Frans is in die periode al weg. Op 18 juni 1943 wordt hij tewerkgesteld in Duitsland. Daar moet hij startbanen maken voor de beruchte V1. Die V1's werden gelanceerd met luchtdruk. Het zijn dezelfde V1's waar Tannetje (en vele anderen met haar) zo bang voor is.
Pas 7 1/2 maand na de bevrijding, op 13 juni 1945, komt Frans terug in Tholen. 

Dit schip is op 25-10-1944 in de Eendracht tot zinken gebracht als versperring
bron; archief Tholen
Tannetje: "In de oorlog kon je geen bol sajet en geen klosje garen te pakken krijgen.
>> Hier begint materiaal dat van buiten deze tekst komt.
use connectors::sql::client::MssqlClient;
use connectors::sql::query;
use engine_core::error::{SyncError, with_retry};
use engine_core::retry::RetryPolicy;
use model::table::QualifiedTable;
use tracing::{info, warn};

/// Scoped suspension of FK checking and system versioning around a
/// bulk-refresh run.
///
/// FK checking is dropped on every base table in the target, not only
/// the selected ones, because selected tables can be children of
/// unselected parents. System versioning is dropped for temporal base
/// tables in the selection and for the base partner of any selected
/// history table. Individual statement failures are collected as
/// warnings; `release` must be called on every exit path.
pub struct Warden {
    fk_tables: Vec<QualifiedTable>,
    temporal_pairs: Vec<(QualifiedTable, QualifiedTable)>,
    pub warnings: Vec<String>,
}

impl Warden {
    pub async fn engage(
        client: &mut MssqlClient,
        selection: &[QualifiedTable],
        policy: &RetryPolicy,
    ) -> Result<Self, SyncError> {
        let fk_tables = with_retry(policy, client, |c| Box::pin(c.list_base_tables())).await?;
        let mut warnings = Vec::new();

        info!("disabling foreign keys on {} tables", fk_tables.len());
        for table in &fk_tables {
            if let Err(err) = client.exec(&query::nocheck_all_constraints(table)).await {
                warnings.push(format!("failed to disable constraints on {table}: {err}"));
            }
        }

        let temporal_pairs = Self::temporal_pairs(client, selection, policy).await?;
        for (base, history) in &temporal_pairs {
            info!("suspending system versioning on {base} (history {history})");
            if let Err(err) = client.exec(&query::system_versioning_off(base)).await {
                warnings.push(format!("failed to suspend system versioning on {base}: {err}"));
            }
        }

        for warning in &warnings {
            warn!("{warning}");
        }

        Ok(Self {
            fk_tables,
            temporal_pairs,
            warnings,
        })
    }

    async fn temporal_pairs(
        client: &mut MssqlClient,
        selection: &[QualifiedTable],
        policy: &RetryPolicy,
    ) -> Result<Vec<(QualifiedTable, QualifiedTable)>, SyncError> {
        let mut pairs: Vec<(QualifiedTable, QualifiedTable)> = Vec::new();

        for table in selection {
            let history = with_retry(policy, client, move |c| {
                let table = table.clone();
                Box::pin(async move { c.temporal_history_of(&table).await })
            })
            .await?;
            let pair = match history {
                Some(history) => Some((table.clone(), history)),
                None => {
                    // A selected history table drags its base along.
                    with_retry(policy, client, move |c| {
                        let table = table.clone();
                        Box::pin(async move { c.temporal_base_of(&table).await })
                    })
                    .await?
                    .map(|base| (base, table.clone()))
                }
            };

            if let Some((base, history)) = pair {
                if !pairs.iter().any(|(b, _)| b == &base) {
                    pairs.push((base, history));
                }
            }
        }

        Ok(pairs)
    }

    /// Restores system versioning and FK checking. Never fails; every
    /// problem is collected as a warning so the caller can still
    /// finalize the run report.
    pub async fn release(&mut self, client: &mut MssqlClient) {
        for (base, history) in &self.temporal_pairs {
            info!("restoring system versioning on {base}");
            if let Err(err) = client
                .exec(&query::system_versioning_on(base, history))
                .await
            {
                let warning =
                    format!("failed to restore system versioning on {base}: {err}");
                warn!("{warning}");
                self.warnings.push(warning);
            }
        }

        info!("re-enabling foreign keys on {} tables", self.fk_tables.len());
        for table in &self.fk_tables {
            if let Err(err) = client.exec(&query::check_all_constraints(table)).await {
                let warning = format!("failed to re-enable constraints on {table}: {err}");
                warn!("{warning}");
                self.warnings.push(warning);
            }
        }
    }
}
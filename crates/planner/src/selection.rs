use model::table::QualifiedTable;

/// One token of the table-selection argument.
#[derive(Debug, Clone, PartialEq, Eq)]
pub enum SelectionToken {
    /// `all` or `*`: every table present in both databases.
    All,
    /// `schema.table`.
    Qualified(QualifiedTable),
    /// A bare name: matches a full qualified name, a schema name, or
    /// the table of that name in the `dbo` schema.
    Bare(String),
}

/// Parsed comma-separated selection. An empty argument selects all.
#[derive(Debug, Clone)]
pub struct TableSelection {
    tokens: Vec<SelectionToken>,
}

impl TableSelection {
    pub fn parse(input: &str) -> Self {
        let tokens = input
            .split(',')
            .map(str::trim)
            .filter(|t| !t.is_empty())
            .map(|token| {
                if token == "*" || token.eq_ignore_ascii_case("all") {
                    SelectionToken::All
                } else if token.contains('.') {
                    SelectionToken::Qualified(QualifiedTable::parse(token))
                } else {
                    SelectionToken::Bare(token.to_string())
                }
            })
            .collect::<Vec<_>>();

        Self { tokens }
    }

    pub fn matches(&self, table: &QualifiedTable) -> bool {
        if self.tokens.is_empty() {
            return true;
        }

        self.tokens.iter().any(|token| match token {
            SelectionToken::All => true,
            SelectionToken::Qualified(selected) => selected == table,
            SelectionToken::Bare(name) => {
                name.eq_ignore_ascii_case(&table.schema)
                    || (table.schema.eq_ignore_ascii_case(QualifiedTable::DEFAULT_SCHEMA)
                        && name.eq_ignore_ascii_case(&table.name))
            }
        })
    }

    /// Candidate tables restricted to this selection, keeping only
    /// those present in both source and target. The result is sorted by
    /// qualified name so positional options (start rows) are stable.
    pub fn resolve(
        &self,
        source_tables: &[QualifiedTable],
        target_tables: &[QualifiedTable],
    ) -> Vec<QualifiedTable> {
        let mut resolved: Vec<QualifiedTable> = source_tables
            .iter()
            .filter(|t| self.matches(t))
            .filter(|t| target_tables.contains(t))
            .cloned()
            .collect();
        resolved.sort_by_key(|t| t.key());
        resolved
    }
}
Oude truien en sokken werden dan uitgerafeld. Alleen de hele korte stukjes gingen weg. Moeder zette de sajet dan in warm water.  In de schutting had ze spijkertjes geslagen en daar werd dan die natte sajet omheen gedraaid. Dat was toch een bestel. Je deed het, dan  was het nog een beetje te verwerken.
In die periode zijn er heel veel visserstruien uitgetrokken. Na de oorlog was sajet niet meer te krijgen. Er werden toen eigenlijk nog weinig nieuwe truien gebreid."